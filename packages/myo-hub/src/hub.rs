//! The coordinator that serializes every state change.
//!
//! One task owns the viewer registry, the stream statistics and the
//! recorder handle. Value sources, transports and the recorder talk to it
//! only through [`Hub`], a clonable handle around its inbound channel, so
//! events from all sources are processed one at a time in arrival order and
//! every viewer observes the same sequence of updates.

use std::sync::Arc;

use clap::ValueEnum;
use myo_stats::{DetectorParams, StreamStats};
use serde::{Deserialize, Serialize};
use tokio::sync::mpsc::error::TrySendError;
use tokio::sync::{mpsc, oneshot};
use tokio::task::JoinHandle;
use tracing::{debug, error, info, warn};
use uuid::Uuid;

use crate::error::{HubError, HubResult};
use crate::recorder::RecorderHandle;
use crate::registry::{Payload, RegistrationResult, ViewerId, ViewerRegistry, DEFAULT_MAX_VIEWERS};
use crate::update::{now_millis, Update, UpdateRole};

/// How updates reach viewers that are slower than the stream.
#[derive(Debug, Clone, Copy, PartialEq, Eq, ValueEnum, Serialize, Deserialize)]
#[serde(rename_all = "snake_case")]
pub enum FanoutPolicy {
    /// Hand each update to every viewer in turn, waiting for each to accept
    /// it. Viewer queues hold a single update, so one stalled viewer stalls
    /// the whole pipeline; `viewer_queue` is ignored.
    Block,
    /// Queue up to `viewer_queue` updates per viewer; a viewer whose queue
    /// overflows is disconnected.
    #[value(name = "disconnect")]
    DisconnectOnOverflow,
}

/// Hub tuning
#[derive(Debug, Clone)]
pub struct HubOptions {
    pub detector: DetectorParams,
    pub fanout: FanoutPolicy,
    /// Per-viewer outbound queue length
    pub viewer_queue: usize,
    pub max_viewers: usize,
    /// Inbound event channel length
    pub inbound_queue: usize,
}

impl Default for HubOptions {
    fn default() -> Self {
        Self {
            detector: DetectorParams::default(),
            fanout: FanoutPolicy::DisconnectOnOverflow,
            viewer_queue: 1024,
            max_viewers: DEFAULT_MAX_VIEWERS,
            inbound_queue: 64,
        }
    }
}

/// Snapshot of the coordinator's state
#[derive(Debug, Clone, Serialize, Deserialize)]
pub struct HubStatus {
    pub viewers: usize,
    pub updates_processed: u64,
    pub samples_seen: u64,
    pub stats_warm: bool,
    pub recording: bool,
}

enum HubEvent {
    Subscribe {
        id: ViewerId,
        outbox: mpsc::Sender<Payload>,
        reply: oneshot::Sender<RegistrationResult>,
    },
    Unsubscribe(ViewerId),
    Update(Update),
    Status(oneshot::Sender<HubStatus>),
}

/// A registered viewer's end of the stream
#[derive(Debug)]
pub struct Viewer {
    pub id: ViewerId,
    pub updates: mpsc::Receiver<Payload>,
}

impl Viewer {
    /// Next serialized update; `None` once the hub has dropped this viewer.
    pub async fn recv(&mut self) -> Option<Payload> {
        self.updates.recv().await
    }
}

/// Handle to the coordinator
#[derive(Clone)]
pub struct Hub {
    events: mpsc::Sender<HubEvent>,
    viewer_queue: usize,
    max_viewers: usize,
}

impl Hub {
    /// Start the coordinator task.
    ///
    /// The task ends with an error if the recorder stops accepting updates,
    /// and with `Ok` once every `Hub` handle has been dropped.
    pub fn spawn(
        options: HubOptions,
        recorder: Option<RecorderHandle>,
    ) -> HubResult<(Hub, JoinHandle<HubResult<()>>)> {
        let stats = StreamStats::new(options.detector)?;
        let (events, inbound) = mpsc::channel(options.inbound_queue.max(1));

        let coordinator = Coordinator {
            registry: ViewerRegistry::with_capacity(options.max_viewers),
            stats,
            recorder,
            fanout: options.fanout,
            updates_processed: 0,
        };
        let task = tokio::spawn(coordinator.run(inbound));

        let viewer_queue = match options.fanout {
            FanoutPolicy::Block => 1,
            FanoutPolicy::DisconnectOnOverflow => options.viewer_queue.max(1),
        };
        let hub = Hub {
            events,
            viewer_queue,
            max_viewers: options.max_viewers,
        };
        Ok((hub, task))
    }

    /// Register a new viewer. It receives every update processed from now on.
    pub async fn subscribe(&self) -> HubResult<Viewer> {
        let id = Uuid::new_v4();
        let (outbox, updates) = mpsc::channel(self.viewer_queue);
        let (reply, result) = oneshot::channel();

        self.send(HubEvent::Subscribe { id, outbox, reply }).await?;
        match result.await.map_err(|_| HubError::HubClosed)? {
            RegistrationResult::Ok => Ok(Viewer { id, updates }),
            RegistrationResult::AtCapacity => Err(HubError::AtCapacity(self.max_viewers)),
        }
    }

    pub async fn unsubscribe(&self, id: ViewerId) -> HubResult<()> {
        self.send(HubEvent::Unsubscribe(id)).await
    }

    pub async fn broadcast(&self, update: Update) -> HubResult<()> {
        self.send(HubEvent::Update(update)).await
    }

    /// Broadcast a manual label.
    pub async fn label(&self) -> HubResult<()> {
        self.broadcast(Update::label()).await
    }

    /// Broadcast a stream discontinuity marker.
    pub async fn reset(&self) -> HubResult<()> {
        self.broadcast(Update::reset_marker()).await
    }

    pub async fn status(&self) -> HubResult<HubStatus> {
        let (reply, status) = oneshot::channel();
        self.send(HubEvent::Status(reply)).await?;
        status.await.map_err(|_| HubError::HubClosed)
    }

    async fn send(&self, event: HubEvent) -> HubResult<()> {
        self.events.send(event).await.map_err(|_| HubError::HubClosed)
    }
}

struct Coordinator {
    registry: ViewerRegistry,
    stats: StreamStats,
    recorder: Option<RecorderHandle>,
    fanout: FanoutPolicy,
    updates_processed: u64,
}

impl Coordinator {
    async fn run(mut self, mut inbound: mpsc::Receiver<HubEvent>) -> HubResult<()> {
        info!(fanout = ?self.fanout, "Hub coordinator started");

        while let Some(event) = inbound.recv().await {
            match event {
                HubEvent::Subscribe { id, outbox, reply } => {
                    let result = self.registry.register(id, outbox);
                    match result {
                        RegistrationResult::Ok => {
                            info!("Viewer {} registered ({} connected)", id, self.registry.len())
                        }
                        RegistrationResult::AtCapacity => warn!(
                            "Rejected viewer {}: limit of {} reached",
                            id,
                            self.registry.max_viewers()
                        ),
                    }
                    let _ = reply.send(result);
                }
                HubEvent::Unsubscribe(id) => {
                    if self.registry.remove(&id).is_some() {
                        info!("Viewer {} unregistered ({} connected)", id, self.registry.len());
                    }
                }
                HubEvent::Update(update) => {
                    if let Err(e) = self.process(update).await {
                        error!("Hub coordinator stopping: {}", e);
                        return Err(e);
                    }
                }
                HubEvent::Status(reply) => {
                    let _ = reply.send(self.status());
                }
            }
        }

        info!("Hub coordinator stopped");
        Ok(())
    }

    async fn process(&mut self, mut update: Update) -> HubResult<()> {
        if update.is_non_finite_sample() {
            warn!("Dropping non-finite sample {:?}", update.value);
            return Ok(());
        }
        update.normalize();
        if update.time.is_none() {
            update.time = Some(now_millis());
        }

        if let Some(recorder) = &self.recorder {
            recorder.record(update.clone()).await?;
        }

        if update.role() == UpdateRole::Sample {
            if let Some(value) = update.value {
                self.stats.push(f64::from(value));
                if self.stats.is_full() {
                    update.pred = self.stats.pred();
                }
            }
        }

        self.updates_processed += 1;
        let payload: Payload = Arc::from(serde_json::to_string(&update)?);
        self.fan_out(payload).await;
        Ok(())
    }

    /// Deliver one payload to every registered viewer, dropping viewers
    /// that are gone or, under [`FanoutPolicy::DisconnectOnOverflow`], full.
    async fn fan_out(&mut self, payload: Payload) {
        let mut dropped = Vec::new();

        for (id, viewer) in self.registry.iter() {
            let delivered = match self.fanout {
                FanoutPolicy::Block => viewer.outbox.send(payload.clone()).await.is_ok(),
                FanoutPolicy::DisconnectOnOverflow => {
                    match viewer.outbox.try_send(payload.clone()) {
                        Ok(()) => true,
                        Err(TrySendError::Full(_)) => {
                            warn!("Viewer {} fell behind, disconnecting", id);
                            false
                        }
                        Err(TrySendError::Closed(_)) => false,
                    }
                }
            };
            if !delivered {
                dropped.push(*id);
            }
        }

        for id in dropped {
            if let Some(viewer) = self.registry.remove(&id) {
                debug!(
                    "Dropped viewer {} connected since {}",
                    id, viewer.connected_at
                );
            }
        }
    }

    fn status(&self) -> HubStatus {
        HubStatus {
            viewers: self.registry.len(),
            updates_processed: self.updates_processed,
            samples_seen: self.stats.samples_seen(),
            stats_warm: self.stats.is_full(),
            recording: self.recorder.is_some(),
        }
    }
}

------------------------------

_What you are asked to do_
Look through the listing and extract every line with "bool" in it.

_Exercise answer_
    pub stats_warm: bool,
    pub recording: bool,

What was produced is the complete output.